You know the amazing thing about the group that organized the convention, People’s Action? Their underlying political organizing strategy is literally just for people to practice having deep conversations with other people in our communities and finding out how we can stand in solidarity with each other. There’s a lot of work layered on top of that, of course, but that’s the base. I’m really about it.
Then came Wednesday, when Tawanda Jones held the 300th West Wednesday vigil in a row for her brother, Tyrone West.

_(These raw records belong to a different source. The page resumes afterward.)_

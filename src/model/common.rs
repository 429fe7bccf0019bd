use chrono::{DateTime, NaiveDate, NaiveDateTime, Utc};

/// Surrogate key for models, schema snapshots and entries
pub type Id = i64;

/// Identifier of the authenticated user performing an operation
pub type ActorId = i64;

pub const NAME_MIN_CHARS: usize = 3;
pub const NAME_MAX_CHARS: usize = 255;
pub const SLUG_MAX_CHARS: usize = 255;

/// Build a URL-safe slug from a display name.
/// "Project Alpha!" -> "project-alpha"
pub fn slugify(name: &str) -> String {
    let mut slug = String::with_capacity(name.len());
    let mut pending_dash = false;

    for c in name.chars() {
        if c.is_ascii_alphanumeric() {
            if pending_dash && !slug.is_empty() {
                slug.push('-');
            }
            pending_dash = false;
            slug.push(c.to_ascii_lowercase());
        } else {
            pending_dash = true;
        }
    }

    if slug.is_empty() {
        slug.push_str("model");
    }
    slug.truncate(SLUG_MAX_CHARS);
    slug.trim_end_matches('-').to_string()
}

/// A slug is lowercase ascii alphanumerics separated by single dashes
pub fn is_valid_slug(slug: &str) -> bool {
    !slug.is_empty()
        && slug.len() <= SLUG_MAX_CHARS
        && !slug.starts_with('-')
        && !slug.ends_with('-')
        && !slug.contains("--")
        && slug
            .chars()
            .all(|c| c.is_ascii_lowercase() || c.is_ascii_digit() || c == '-')
}

/// Candidate slug for the n-th collision ("alpha", "alpha-2", "alpha-3", ...)
pub fn slug_candidate(base: &str, attempt: u32) -> String {
    if attempt <= 1 {
        return base.to_string();
    }
    let suffix = format!("-{}", attempt);
    let mut head = base.to_string();
    head.truncate(SLUG_MAX_CHARS - suffix.len());
    format!("{}{}", head.trim_end_matches('-'), suffix)
}

/// Parse a timestamp the way clients send them: RFC 3339,
/// `YYYY-MM-DD HH:MM:SS` (UTC) or a bare `YYYY-MM-DD` (midnight UTC)
pub fn parse_timestamp(raw: &str) -> Option<DateTime<Utc>> {
    let raw = raw.trim();
    if let Ok(ts) = DateTime::parse_from_rfc3339(raw) {
        return Some(ts.with_timezone(&Utc));
    }
    if let Ok(naive) = NaiveDateTime::parse_from_str(raw, "%Y-%m-%d %H:%M:%S") {
        return Some(naive.and_utc());
    }
    if let Ok(date) = NaiveDate::parse_from_str(raw, "%Y-%m-%d") {
        return date.and_hms_opt(0, 0, 0).map(|naive| naive.and_utc());
    }
    None
}
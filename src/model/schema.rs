use crate::model::{ActorId, Id};
use chrono::{DateTime, Utc};
use serde::{Deserialize, Serialize};
use std::fmt;
use std::str::FromStr;

/// Supported input types for a model field
#[derive(Debug, Clone, Copy, PartialEq, Eq, Hash, Serialize, Deserialize)]
#[serde(rename_all = "lowercase")]
pub enum FieldType {
    Text,
    Textarea,
    Number,
    Boolean,
    Date,
    Datetime,
    Email,
    Url,
}

impl FieldType {
    pub const ALL: [FieldType; 8] = [
        FieldType::Text,
        FieldType::Textarea,
        FieldType::Number,
        FieldType::Boolean,
        FieldType::Date,
        FieldType::Datetime,
        FieldType::Email,
        FieldType::Url,
    ];

    pub fn as_str(&self) -> &'static str {
        match self {
            FieldType::Text => "text",
            FieldType::Textarea => "textarea",
            FieldType::Number => "number",
            FieldType::Boolean => "boolean",
            FieldType::Date => "date",
            FieldType::Datetime => "datetime",
            FieldType::Email => "email",
            FieldType::Url => "url",
        }
    }
}

impl fmt::Display for FieldType {
    fn fmt(&self, f: &mut fmt::Formatter<'_>) -> fmt::Result {
        f.write_str(self.as_str())
    }
}

impl FromStr for FieldType {
    type Err = String;

    fn from_str(s: &str) -> Result<Self, Self::Err> {
        FieldType::ALL
            .iter()
            .copied()
            .find(|t| t.as_str() == s)
            .ok_or_else(|| format!("unsupported field type '{}'", s))
    }
}

/// One field of a model schema
#[derive(Debug, Clone, PartialEq, Serialize, Deserialize)]
pub struct FieldDef {
    /// Unique within its snapshot; also the key used in entry data
    pub id: String,
    #[serde(rename = "type")]
    pub field_type: FieldType,
    #[serde(default, skip_serializing_if = "Option::is_none")]
    pub label: Option<String>,
    /// Serialized only when set, so `{"id", "type"}` descriptors read back unchanged
    #[serde(default, skip_serializing_if = "std::ops::Not::not")]
    pub required: bool,
}

impl FieldDef {
    pub fn new(id: impl Into<String>, field_type: FieldType) -> Self {
        Self {
            id: id.into(),
            field_type,
            label: None,
            required: false,
        }
    }

    pub fn with_label(mut self, label: impl Into<String>) -> Self {
        self.label = Some(label.into());
        self
    }

    pub fn required(mut self) -> Self {
        self.required = true;
        self
    }
}

/// Immutable version of a model's field list.
/// A schema change always produces a new snapshot.
#[derive(Debug, Clone, PartialEq, Serialize, Deserialize)]
pub struct SchemaSnapshot {
    pub id: Id,
    pub model_id: Id,
    pub fields: Vec<FieldDef>,
    pub creator_id: ActorId,
    /// Acts as the version timestamp
    pub created_at: DateTime<Utc>,
}

impl SchemaSnapshot {
    pub fn field(&self, field_id: &str) -> Option<&FieldDef> {
        self.fields.iter().find(|f| f.id == field_id)
    }
}
use crate::model::Id;
use serde::Serialize;
use std::collections::BTreeMap;
use std::fmt;

pub type Result<T> = std::result::Result<T, EngineError>;

/// Which kind of record an error refers to
#[derive(Debug, Clone, Copy, PartialEq, Eq, Serialize)]
#[serde(rename_all = "lowercase")]
pub enum EntityKind {
    Model,
    Entry,
    Schema,
}

impl fmt::Display for EntityKind {
    fn fmt(&self, f: &mut fmt::Formatter<'_>) -> fmt::Result {
        match self {
            EntityKind::Model => write!(f, "Model"),
            EntityKind::Entry => write!(f, "Entry"),
            EntityKind::Schema => write!(f, "Schema"),
        }
    }
}

/// Per-key validation messages, keyed by the offending input path
/// (e.g. `name`, `fields.2.type`, `filter.model_id`)
#[derive(Debug, Clone, Default, PartialEq, Eq, Serialize)]
#[serde(transparent)]
pub struct ValidationErrors(BTreeMap<String, String>);

impl ValidationErrors {
    pub fn new() -> Self {
        Self::default()
    }

    pub fn single(key: impl Into<String>, message: impl Into<String>) -> Self {
        let mut errors = Self::new();
        errors.add(key, message);
        errors
    }

    /// Record a message; the first message for a key wins
    pub fn add(&mut self, key: impl Into<String>, message: impl Into<String>) {
        self.0.entry(key.into()).or_insert_with(|| message.into());
    }

    pub fn merge(&mut self, other: ValidationErrors) {
        for (key, message) in other.0 {
            self.add(key, message);
        }
    }

    pub fn is_empty(&self) -> bool {
        self.0.is_empty()
    }

    pub fn get(&self, key: &str) -> Option<&str> {
        self.0.get(key).map(String::as_str)
    }

    pub fn contains_key(&self, key: &str) -> bool {
        self.0.contains_key(key)
    }

    pub fn messages(&self) -> &BTreeMap<String, String> {
        &self.0
    }

    /// Ok(()) when nothing was recorded
    pub fn into_result(self) -> std::result::Result<(), ValidationErrors> {
        if self.is_empty() {
            Ok(())
        } else {
            Err(self)
        }
    }
}

impl fmt::Display for ValidationErrors {
    fn fmt(&self, f: &mut fmt::Formatter<'_>) -> fmt::Result {
        let parts: Vec<String> = self
            .0
            .iter()
            .map(|(key, message)| format!("{}: {}", key, message))
            .collect();
        write!(f, "{}", parts.join("; "))
    }
}

#[derive(Debug, thiserror::Error)]
pub enum EngineError {
    #[error("validation failed: {0}")]
    Validation(ValidationErrors),

    #[error("{entity} {id} not found")]
    NotFound { entity: EntityKind, id: Id },

    /// Reserved for uniqueness constraints such as duplicate slugs
    #[error("conflict: {0}")]
    Conflict(String),

    /// Backing store failure; the message never carries store detail
    #[error("storage failure")]
    Storage(#[source] anyhow::Error),
}

impl EngineError {
    pub fn validation(key: impl Into<String>, message: impl Into<String>) -> Self {
        EngineError::Validation(ValidationErrors::single(key, message))
    }

    pub fn not_found(entity: EntityKind, id: Id) -> Self {
        EngineError::NotFound { entity, id }
    }

    pub fn storage(error: impl Into<anyhow::Error>) -> Self {
        EngineError::Storage(error.into())
    }

    pub fn is_not_found(&self) -> bool {
        matches!(self, EngineError::NotFound { .. })
    }
}

impl From<ValidationErrors> for EngineError {
    fn from(errors: ValidationErrors) -> Self {
        EngineError::Validation(errors)
    }
}

impl From<sqlx::Error> for EngineError {
    fn from(error: sqlx::Error) -> Self {
        // 23505 = unique_violation
        if let sqlx::Error::Database(db_error) = &error {
            if db_error.code().as_deref() == Some("23505") {
                return EngineError::Conflict(db_error.message().to_string());
            }
        }
        EngineError::Storage(anyhow::Error::new(error))
    }
}

/// `anyhow::Context` for database calls that keeps unique violations as conflicts
pub trait StorageContext<T> {
    fn storage_context(self, context: &'static str) -> Result<T>;
}

impl<T> StorageContext<T> for std::result::Result<T, sqlx::Error> {
    fn storage_context(self, context: &'static str) -> Result<T> {
        self.map_err(|error| match EngineError::from(error) {
            EngineError::Storage(source) => EngineError::Storage(source.context(context)),
            other => other,
        })
    }
}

It was the 70th Yom HaShoah aka Holocaust Remembrance Day, it was the 129th International Worker’s Day aka May Day, it was the 29th day of the JHU Sit-in and the first day the sit-in claimed the entire admin building, it was the eve of Mayor Pugh’s resignation, and everything felt like it magnified everything else.
That night was incredibly important to me. I wrote a long post about it (https://www.facebook.com/abby.cocke/posts/10216926160920258) but barely even touched on so much that was good about it. I know there were a lot of people involved, but I have to give special props to Baltimore Bloc for their role in safely blocking the street and running the mics.

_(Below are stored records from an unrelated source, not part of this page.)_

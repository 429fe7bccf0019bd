use serde::ser::Error as _;
use serde::{Serialize, Serializer};
use std::ops::Deref;
use std::sync::Arc;

/// A record paired with the attribute list the caller asked for.
/// Derefs to the full record; serializes only the selected attributes.
#[derive(Debug, Clone, PartialEq)]
pub struct Projection<T> {
    record: T,
    fields: Option<Arc<[String]>>,
}

impl<T> Projection<T> {
    pub fn new(record: T, fields: Option<Arc<[String]>>) -> Self {
        Self { record, fields }
    }

    pub fn full(record: T) -> Self {
        Self::new(record, None)
    }

    pub fn fields(&self) -> Option<&[String]> {
        self.fields.as_deref()
    }

    pub fn into_inner(self) -> T {
        self.record
    }
}

impl<T> Deref for Projection<T> {
    type Target = T;

    fn deref(&self) -> &T {
        &self.record
    }
}

impl<T: Serialize> Projection<T> {
    /// JSON form restricted to the selected attributes
    pub fn to_value(&self) -> serde_json::Result<serde_json::Value> {
        let value = serde_json::to_value(&self.record)?;
        let Some(fields) = &self.fields else {
            return Ok(value);
        };
        match value {
            serde_json::Value::Object(mut map) => {
                map.retain(|key, _| fields.iter().any(|f| f == key));
                Ok(serde_json::Value::Object(map))
            }
            other => Ok(other),
        }
    }
}

impl<T: Serialize> Serialize for Projection<T> {
    fn serialize<S: Serializer>(&self, serializer: S) -> Result<S::Ok, S::Error> {
        self.to_value()
            .map_err(S::Error::custom)?
            .serialize(serializer)
    }
}

/// Wrap a page of records with the same projection
pub fn project_all<T>(records: Vec<T>, fields: Option<&[String]>) -> Vec<Projection<T>> {
    let fields: Option<Arc<[String]>> = fields.map(Arc::from);
    records
        .into_iter()
        .map(|record| Projection::new(record, fields.clone()))
        .collect()
}

#[cfg(test)]
mod tests {
    use super::*;
    use serde_json::json;

    #[derive(Serialize)]
    struct Row {
        id: i64,
        name: String,
        slug: String,
    }

    #[test]
    fn test_projection_serializes_selected_fields_only() {
        let fields = vec!["id".to_string(), "name".to_string(), "missing".to_string()];
        let rows = project_all(
            vec![Row {
                id: 7,
                name: "Apple".to_string(),
                slug: "apple".to_string(),
            }],
            Some(&fields),
        );

        assert_eq!(rows[0].name, "Apple");
        assert_eq!(
            serde_json::to_value(&rows[0]).unwrap(),
            json!({"id": 7, "name": "Apple"})
        );
    }

    #[test]
    fn test_full_projection_keeps_everything() {
        let row = Projection::full(Row {
            id: 1,
            name: "Beta".to_string(),
            slug: "beta".to_string(),
        });
        assert_eq!(
            row.to_value().unwrap(),
            json!({"id": 1, "name": "Beta", "slug": "beta"})
        );
    }
}
//! Boundary validation: loosely typed JSON payloads in, strict types out.
//! Nothing that fails to parse reaches a store.

use serde_json::{Map, Value};
use std::collections::HashSet;

use crate::error::ValidationErrors;
use crate::logic::record_filter::is_plain_number;
use crate::model::{
    is_valid_slug, parse_timestamp, EntryChanges, EntryData, FieldDef, FieldType, Id,
    ModelChanges, NewEntry, NewModel, NAME_MAX_CHARS, NAME_MIN_CHARS,
};

/// A JSON-decoded request body
pub type Payload = Map<String, Value>;

const MODEL_KEYS: [&str; 3] = ["name", "slug", "fields"];
const ENTRY_KEYS: [&str; 3] = ["model_id", "name", "fields"];
const FIELD_DEF_KEYS: [&str; 4] = ["id", "type", "label", "required"];

pub fn new_model(payload: &Payload) -> Result<NewModel, ValidationErrors> {
    let mut errors = ValidationErrors::new();
    reject_unknown_keys(payload, &MODEL_KEYS, &mut errors);

    let name = match payload.get("name") {
        Some(value) => name_value(value, &mut errors),
        None => {
            errors.add("name", "is required");
            None
        }
    };
    let slug = payload
        .get("slug")
        .and_then(|value| slug_value(value, &mut errors));
    let fields = match payload.get("fields") {
        Some(value) => field_defs(value).map_err(|e| errors.merge(e)).ok(),
        None => {
            errors.add("fields", "is required");
            None
        }
    };

    errors.into_result()?;
    match (name, fields) {
        (Some(name), Some(fields)) => Ok(NewModel { name, slug, fields }),
        _ => Err(ValidationErrors::single("payload", "is incomplete")),
    }
}

pub fn model_changes(payload: &Payload) -> Result<ModelChanges, ValidationErrors> {
    let mut errors = ValidationErrors::new();
    reject_unknown_keys(payload, &MODEL_KEYS, &mut errors);

    let changes = ModelChanges {
        name: payload
            .get("name")
            .and_then(|value| name_value(value, &mut errors)),
        slug: payload
            .get("slug")
            .and_then(|value| slug_value(value, &mut errors)),
        fields: payload
            .get("fields")
            .and_then(|value| field_defs(value).map_err(|e| errors.merge(e)).ok()),
    };

    errors.into_result().map(|_| changes)
}

/// Parse a `fields` schema payload: a JSON array, or a string holding one.
/// Every element needs a unique non-empty string `id` and a supported `type`.
pub fn field_defs(raw: &Value) -> Result<Vec<FieldDef>, ValidationErrors> {
    let decoded = decode_json_string(raw, "fields")?;
    let Value::Array(items) = decoded else {
        return Err(ValidationErrors::single(
            "fields",
            "must be a list of field descriptors",
        ));
    };

    let mut errors = ValidationErrors::new();
    let mut seen = HashSet::new();
    let mut fields = Vec::with_capacity(items.len());

    for (index, item) in items.iter().enumerate() {
        let key = |attr: &str| format!("fields.{}.{}", index, attr);
        let Value::Object(obj) = item else {
            errors.add(format!("fields.{}", index), "must be an object");
            continue;
        };

        for attr in obj.keys() {
            if !FIELD_DEF_KEYS.contains(&attr.as_str()) {
                errors.add(key(attr.as_str()), "unknown field attribute");
            }
        }

        let id = match obj.get("id") {
            Some(Value::String(id)) if !id.trim().is_empty() => {
                let id = id.trim().to_string();
                if !seen.insert(id.clone()) {
                    errors.add(key("id"), format!("duplicate field id '{}'", id));
                }
                Some(id)
            }
            Some(_) => {
                errors.add(key("id"), "must be a non-empty string");
                None
            }
            None => {
                errors.add(key("id"), "is required");
                None
            }
        };

        let field_type = match obj.get("type") {
            Some(Value::String(t)) => match t.parse::<FieldType>() {
                Ok(field_type) => Some(field_type),
                Err(message) => {
                    errors.add(key("type"), message);
                    None
                }
            },
            Some(_) => {
                errors.add(key("type"), "must be a string");
                None
            }
            None => {
                errors.add(key("type"), "is required");
                None
            }
        };

        let label = match obj.get("label") {
            None | Some(Value::Null) => None,
            Some(Value::String(label)) => Some(label.clone()),
            Some(_) => {
                errors.add(key("label"), "must be a string");
                None
            }
        };

        let required = match obj.get("required") {
            None | Some(Value::Null) => false,
            Some(Value::Bool(b)) => *b,
            Some(Value::Number(n)) if n.as_i64() == Some(0) || n.as_i64() == Some(1) => {
                n.as_i64() == Some(1)
            }
            Some(_) => {
                errors.add(key("required"), "must be a boolean");
                false
            }
        };

        if let (Some(id), Some(field_type)) = (id, field_type) {
            fields.push(FieldDef {
                id,
                field_type,
                label,
                required,
            });
        }
    }

    errors.into_result().map(|_| fields)
}

pub fn new_entry(payload: &Payload) -> Result<NewEntry, ValidationErrors> {
    let mut errors = ValidationErrors::new();
    reject_unknown_keys(payload, &ENTRY_KEYS, &mut errors);

    let model_id = match payload.get("model_id") {
        Some(value) => model_id_value(value, &mut errors),
        None => {
            errors.add("model_id", "is required");
            None
        }
    };
    let name = match payload.get("name") {
        Some(value) => name_value(value, &mut errors),
        None => {
            errors.add("name", "is required");
            None
        }
    };
    let data = match payload.get("fields") {
        Some(value) => entry_data(value).map_err(|e| errors.merge(e)).ok(),
        None => {
            errors.add("fields", "is required");
            None
        }
    };

    errors.into_result()?;
    match (model_id, name, data) {
        (Some(model_id), Some(name), Some(data)) => Ok(NewEntry {
            model_id,
            name,
            data,
        }),
        _ => Err(ValidationErrors::single("payload", "is incomplete")),
    }
}

pub fn entry_changes(payload: &Payload) -> Result<EntryChanges, ValidationErrors> {
    let mut errors = ValidationErrors::new();
    reject_unknown_keys(payload, &ENTRY_KEYS, &mut errors);

    let changes = EntryChanges {
        model_id: payload
            .get("model_id")
            .and_then(|value| model_id_value(value, &mut errors)),
        name: payload
            .get("name")
            .and_then(|value| name_value(value, &mut errors)),
        data: payload
            .get("fields")
            .and_then(|value| entry_data(value).map_err(|e| errors.merge(e)).ok()),
    };

    errors.into_result().map(|_| changes)
}

/// Entry data: a JSON object, or a string holding one. `[]` reads as `{}`.
pub fn entry_data(raw: &Value) -> Result<EntryData, ValidationErrors> {
    match decode_json_string(raw, "fields")? {
        Value::Object(map) => Ok(map),
        Value::Array(items) if items.is_empty() => Ok(Map::new()),
        _ => Err(ValidationErrors::single("fields", "must be a JSON object")),
    }
}

/// Check entry values against the model's current schema.
/// Keys the schema does not know are tolerated.
pub fn check_entry_data(
    data: &EntryData,
    schema: &[FieldDef],
    enforce_required: bool,
) -> Result<(), ValidationErrors> {
    let mut errors = ValidationErrors::new();

    for field in schema {
        let key = format!("fields.{}", field.id);
        match data.get(&field.id) {
            None | Some(Value::Null) => {
                if enforce_required && field.required {
                    errors.add(key, "is required");
                }
            }
            Some(value) => {
                if let Err(message) = check_value(field.field_type, value) {
                    errors.add(key, message);
                }
            }
        }
    }

    for key in data.keys() {
        if !schema.iter().any(|f| &f.id == key) {
            log::debug!("Entry data key '{}' is not part of the current schema", key);
        }
    }

    errors.into_result()
}

fn check_value(field_type: FieldType, value: &Value) -> Result<(), String> {
    let ok = match field_type {
        FieldType::Text | FieldType::Textarea => value.is_string(),
        FieldType::Number => match value {
            Value::Number(_) => true,
            // Same test the numeric filters apply, so stored strings stay comparable
            Value::String(s) => is_plain_number(s),
            _ => false,
        },
        FieldType::Boolean => match value {
            Value::Bool(_) => true,
            Value::Number(n) => matches!(n.as_i64(), Some(0) | Some(1)),
            _ => false,
        },
        FieldType::Date => value
            .as_str()
            .map(|s| chrono::NaiveDate::parse_from_str(s.trim(), "%Y-%m-%d").is_ok())
            .unwrap_or(false),
        FieldType::Datetime => value.as_str().and_then(parse_timestamp).is_some(),
        FieldType::Email => value
            .as_str()
            .map(|s| match s.split_once('@') {
                Some((local, domain)) => !local.is_empty() && domain.contains('.'),
                None => false,
            })
            .unwrap_or(false),
        FieldType::Url => value
            .as_str()
            .map(|s| s.starts_with("http://") || s.starts_with("https://"))
            .unwrap_or(false),
    };

    if ok {
        Ok(())
    } else {
        Err(format!("must be a valid {} value", field_type))
    }
}

fn reject_unknown_keys(payload: &Payload, allowed: &[&str], errors: &mut ValidationErrors) {
    for key in payload.keys() {
        if !allowed.contains(&key.as_str()) {
            errors.add(key.clone(), "unknown attribute");
        }
    }
}

fn name_value(value: &Value, errors: &mut ValidationErrors) -> Option<String> {
    let Value::String(name) = value else {
        errors.add("name", "must be a string");
        return None;
    };
    let name = name.trim();
    let chars = name.chars().count();
    if chars < NAME_MIN_CHARS {
        errors.add("name", format!("must be at least {} characters", NAME_MIN_CHARS));
        return None;
    }
    if chars > NAME_MAX_CHARS {
        errors.add("name", format!("must be at most {} characters", NAME_MAX_CHARS));
        return None;
    }
    Some(name.to_string())
}

fn slug_value(value: &Value, errors: &mut ValidationErrors) -> Option<String> {
    match value {
        Value::String(slug) if is_valid_slug(slug) => Some(slug.clone()),
        _ => {
            errors.add("slug", "must be lowercase letters, digits and single dashes");
            None
        }
    }
}

fn model_id_value(value: &Value, errors: &mut ValidationErrors) -> Option<Id> {
    let parsed = match value {
        Value::Number(n) => n.as_i64(),
        Value::String(s) => s.trim().parse::<Id>().ok(),
        _ => None,
    };
    match parsed {
        Some(id) if id > 0 => Some(id),
        _ => {
            errors.add("model_id", "must be a positive integer");
            None
        }
    }
}

/// Accept either an already-decoded JSON value or a string carrying JSON
fn decode_json_string(raw: &Value, key: &str) -> Result<Value, ValidationErrors> {
    match raw {
        Value::String(encoded) => serde_json::from_str(encoded)
            .map_err(|_| ValidationErrors::single(key, "must be valid JSON")),
        other => Ok(other.clone()),
    }
}
use anyhow::{Context, Result};
use std::sync::Arc;
use stardust_rust::config::AppConfig;
use stardust_rust::logic::LifecycleManager;
use stardust_rust::seed::SEEDER_ACTOR_ID;
use stardust_rust::store::PostgresStore;

/// Soft delete and purge every model created by the seeder, in chunks.
/// Chunk failures are reported and the sweep carries on.
#[tokio::main]
async fn main() -> Result<()> {
    dotenvy::dotenv().ok();
    let _ = env_logger::Builder::from_env(env_logger::Env::default().default_filter_or("info"))
        .try_init();

    let config = AppConfig::load().context("Failed to load configuration")?;
    let database_url = config.database_url()?;

    println!("Connecting to database...");
    let store = PostgresStore::new(&database_url, config.database.max_connections)
        .await
        .context("Failed to connect to database")?;

    let manager = LifecycleManager::new(Arc::new(store))
        .with_chunk_size(config.engine.purge_chunk_size);

    println!(
        "Purging models created by seeder {} in chunks of {}",
        SEEDER_ACTOR_ID,
        manager.chunk_size()
    );
    let report = manager
        .purge_models_by_creator(SEEDER_ACTOR_ID, SEEDER_ACTOR_ID)
        .await
        .context("Failed to list seeded models")?;

    for failure in &report.failures {
        println!(
            "Chunk {} failed ({} ids): {}",
            failure.chunk,
            failure.ids.len(),
            failure.error
        );
    }

    println!(
        "Purged {} models in {} chunks ({} failed)",
        report.purged,
        report.chunks,
        report.failures.len()
    );

    Ok(())
}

The young man who was leading the chants as we walked down St. Paul and then around in front of the broad BMA steps had the most excellent energy. There was the familiar – “What do we want?” “Justice!” “When do we want it? Now! If we don’t get it, shut it down!” – and then we got more specific, calling for justice for a long litany of names from around the country and the city, and also for neighborhoods, Sandtown, Westside, Mideast.
Then came the equally familiar — “Show me what democracy looks like” “This is what democracy looks like!” – but after democracy, he asked us about community, motivation, dedication, kinship, friendship, and love. Each time we thundered back louder that it was us. What is solidarity? The state of being solid. That night, moreso than in a very long time, maybe ever in my life, I felt solid with all of Baltimore, not still straddling some weird and confusing line (though of course I still am, in many ways).
Later that night, I thought a lot about Keith Davis, Jr. He was attacked by BPD over a fake accusation of murder, shot 44 times and nearly killed, and now is being prosecuted over and over and over in a legal nightmare as they attempt to silence him. It is so, so, so bad. If you don’t know much yet, please check out some of the news:
- https://theintercept.com/2019/04/21/baltimore-police-keith-davis-jr-prosecution(note: I am wary of the Intercept because of their Russia ties, and often avoid them, but as far as I can tell, they reported this one straight, and it’s very detailed)
I thought about my sister. I imagined this happening to her. I don’t know anything about Keith as a person, but I took all of the pain of imagining Miriam going through that series of events, and tried to merge it with my feelings about him. What if this man was my brother? What if he really was, like those crazy stories you hear sometimes about twins separated at birth and adopted out to different homes who only find each other much later?
Well damn, I’d at least show up for his court date on July 12th — https://www.facebook.com/events/281353249417978/ Please invite people, share, and join if you can!
You can also find this column on Facebook under the name Abby Sea. Please feel free to message me if you want to talk about getting involved in local political organizing, local DIY theater, and/or in local greening efforts, particularly around gardening, farming, trees, and schools (my day job).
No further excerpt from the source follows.